Understanding Mortality Rates

All graphs included on this website are based on UK data from the National Adult Cardiac Surgery Audit (NACSA). The data is collected and analysed by an independent organisation – the National Institute for Cardiovascular Outcomes Research (NICOR).
We only publish graphs for surgeons who have performed at least 100 operations in the time period. For less than 100 operations the statistics used to calculate risk adjusted survival rate are unreliable.
These pages do not display data for congenital, paediatric, or thoracic surgery. For more information about the National Adult Cardiac Surgery Audit please click here.

Survival Rates

The survival rates on these pages show the percentage of patients discharged alive from the hospital where they had their heart operation. Some patients and types of procedures are excluded from the data before we calculate these survival rates. These are:

  • Pre-operative ventilation
  • Patients aged under 18 years
  • Heart transplant
  • Trauma
  • Insertion of artificial mechanical hearts
  • Pericardectomy
  • Emergency cardiac operations

Two types of charts have been used to show the survival rates. One is called a ‘funnel plots’. The funnel plots show how the risk adjusted in-hospital survival rate of particular hospitals/surgeons compares to that predicted by the risk score of the patients that they have operated on. The other chart shows the risk adjusted in-hospital survival for an individual surgeon or unit compared with all other surgeons or units.

Risk adjustment explained

Some patients are more unwell than others and some need more complex operations. Hence, hospitals and consultants perform a range of cardiac operations and the type of patients they operate on can differ. So that we can make fair comparisons between them, the survival rates have been ‘risk adjusted’ to take into account how ill the patient was and the complexity of the operation.
Risk adjustment is done using complex mathematical methods, to effectively show what the survival would have been had all patients been similar and all operations been of ‘average’ difficulty.
The risk adjustment method that has been used for adult cardiac surgery is an adaptation of the ‘EuroSCORE’ model*. This model has been adapted to make sure that it is an accurate predictor of survival overall. This means that it discriminates well between patients with higher and lower risk in general. However, no risk model is perfect, and there are some surgeons or hospitals who carry out specialist operations or take on very high risk patients. Because it is difficult for risk adjustment to fully account for these specialist practices, we should be very careful about drawing conclusions based on risk adjusted survival rates alone.

Funnel plots

Survival rates are expected to be closer to the national average when more procedures have been carried out. This is because when there are more procedures a death affects the overall survival rate less.
When fewer procedures have been done, even a single death (which could be due to chance), affects the overall survival rate much more.
There will always be some variation between hospital and consultant survival rates because of the differences between patients and operation types. Using only a national average as the standard can make it difficult to tell whether a survival rate that sits above the national average is higher than we would expect it to be or not.
For this reason, the funnel plots also show ‘control limits’; the curved lines on the charts that give them the ‘funnel’ shape. The horizontal line in the middle of the funnel represents the predicted survival for that hospital or surgeon’s case mix. Control limits show the lowest survival rate we would expect, based on the number of operations performed and their difficulty. If a survival rate is between the two control limits near the top and bottom of the graph, it is an ‘expected’ survival rate, and any variation above or below the national average can be put down to chance alone. If the survival rate is below the bottom control limit, it is lower than expected. This may mean a number of things, including problems with the quality of the data submitted to the audit, specialist practice that can’t be properly risk adjusted, chance, or poor quality of care. If the survival rate is above the top control limit it is better than expected.
It is important to remember that the consultant surgeons whose mortality rates are included on this site work as part of a larger clinical team. These teams include anaesthetists, junior medical staff, nurses, perfusionists*, pharmacists, and physiotherapists. All of these team members, along with hospital facilities, affect patient outcomes.

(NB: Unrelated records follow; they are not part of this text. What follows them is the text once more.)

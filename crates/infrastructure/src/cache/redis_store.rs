use async_trait::async_trait;
use dot_proxy_application::ports::CacheStore;
use dot_proxy_domain::{CacheConfig, CacheKey, DomainError};
use redis::aio::{ConnectionManager, ConnectionManagerConfig};
use redis::{AsyncCommands, RedisResult};
use std::future::Future;
use std::time::Duration;
use tracing::{debug, info};

const CONNECT_RETRIES: usize = 1;
const CONNECTION_TIMEOUT: Duration = Duration::from_secs(2);
/// Upper bound on a whole `connect`, retries included.
const CONNECT_DEADLINE: Duration = Duration::from_secs(5);
/// Upper bound on one command. While Redis is down the connection manager
/// keeps reconnecting in the background; requests must not wait on it.
const COMMAND_TIMEOUT: Duration = Duration::from_millis(500);
const RECONNECT_FACTOR_MS: u64 = 50;
const RECONNECT_MAX_DELAY_MS: u64 = 1_000;

/// Redis-backed answer store. Values are the packed upstream response, written
/// with `SETEX` so Redis expires them.
pub struct RedisCacheStore {
    connection: ConnectionManager,
    address: String,
}

impl RedisCacheStore {
    pub async fn connect(config: &CacheConfig) -> Result<Self, DomainError> {
        let url = config.url();
        let client = redis::Client::open(url.as_str())
            .map_err(|e| DomainError::Cache(format!("Invalid Redis address {}: {}", url, e)))?;

        let manager_config = ConnectionManagerConfig::new()
            .set_number_of_retries(CONNECT_RETRIES)
            .set_exponent_base(2)
            .set_factor(RECONNECT_FACTOR_MS)
            .set_max_delay(RECONNECT_MAX_DELAY_MS)
            .set_connection_timeout(CONNECTION_TIMEOUT)
            .set_response_timeout(COMMAND_TIMEOUT);

        let connection = tokio::time::timeout(
            CONNECT_DEADLINE,
            client.get_connection_manager_with_config(manager_config),
        )
        .await
        .map_err(|_| {
            DomainError::Cache(format!(
                "Timed out connecting to Redis at {} after {:?}",
                url, CONNECT_DEADLINE
            ))
        })?
        .map_err(|e| DomainError::Cache(format!("Failed to connect to Redis at {}: {}", url, e)))?;

        let address = format!("{}:{}", config.host, config.port);
        info!(address = %address, "Connected to Redis");

        Ok(Self {
            connection,
            address,
        })
    }

    async fn bounded<T, F>(&self, operation: &str, command: F) -> Result<T, DomainError>
    where
        F: Future<Output = RedisResult<T>>,
    {
        match tokio::time::timeout(COMMAND_TIMEOUT, command).await {
            Ok(Ok(value)) => Ok(value),
            Ok(Err(e)) => Err(DomainError::Cache(format!(
                "Redis {} on {} failed: {}",
                operation, self.address, e
            ))),
            Err(_) => Err(DomainError::Cache(format!(
                "Redis {} on {} timed out after {:?}",
                operation, self.address, COMMAND_TIMEOUT
            ))),
        }
    }
}

#[async_trait]
impl CacheStore for RedisCacheStore {
    async fn ping(&self) -> Result<(), DomainError> {
        let mut conn = self.connection.clone();
        let reply: String = self
            .bounded("PING", redis::cmd("PING").query_async(&mut conn))
            .await?;
        debug!(address = %self.address, reply = %reply, "Redis ping");
        Ok(())
    }

    async fn get(&self, key: &CacheKey) -> Result<Option<Vec<u8>>, DomainError> {
        let mut conn = self.connection.clone();
        self.bounded("GET", conn.get::<_, Option<Vec<u8>>>(key.as_str()))
            .await
    }

    async fn set(&self, key: &CacheKey, value: &[u8], ttl: Duration) -> Result<(), DomainError> {
        let mut conn = self.connection.clone();
        let seconds = ttl.as_secs().max(1);
        self.bounded("SETEX", conn.set_ex::<_, _, ()>(key.as_str(), value, seconds))
            .await
    }
}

Managing survival rates that are lower than expected

NICOR have analysed all data in the National Adult Cardiac Surgery Audit database. As part of our governance process all data is fed back to all hospitals and surgeons in line with the process described in our publication ‘Maintaining Patients’ Trust’. If a hospital or surgeon is found to have risk-adjusted survival that is lower than expected, a set process of investigation is triggered to examine their practice in more detail to make sure that patients are appropriately protected.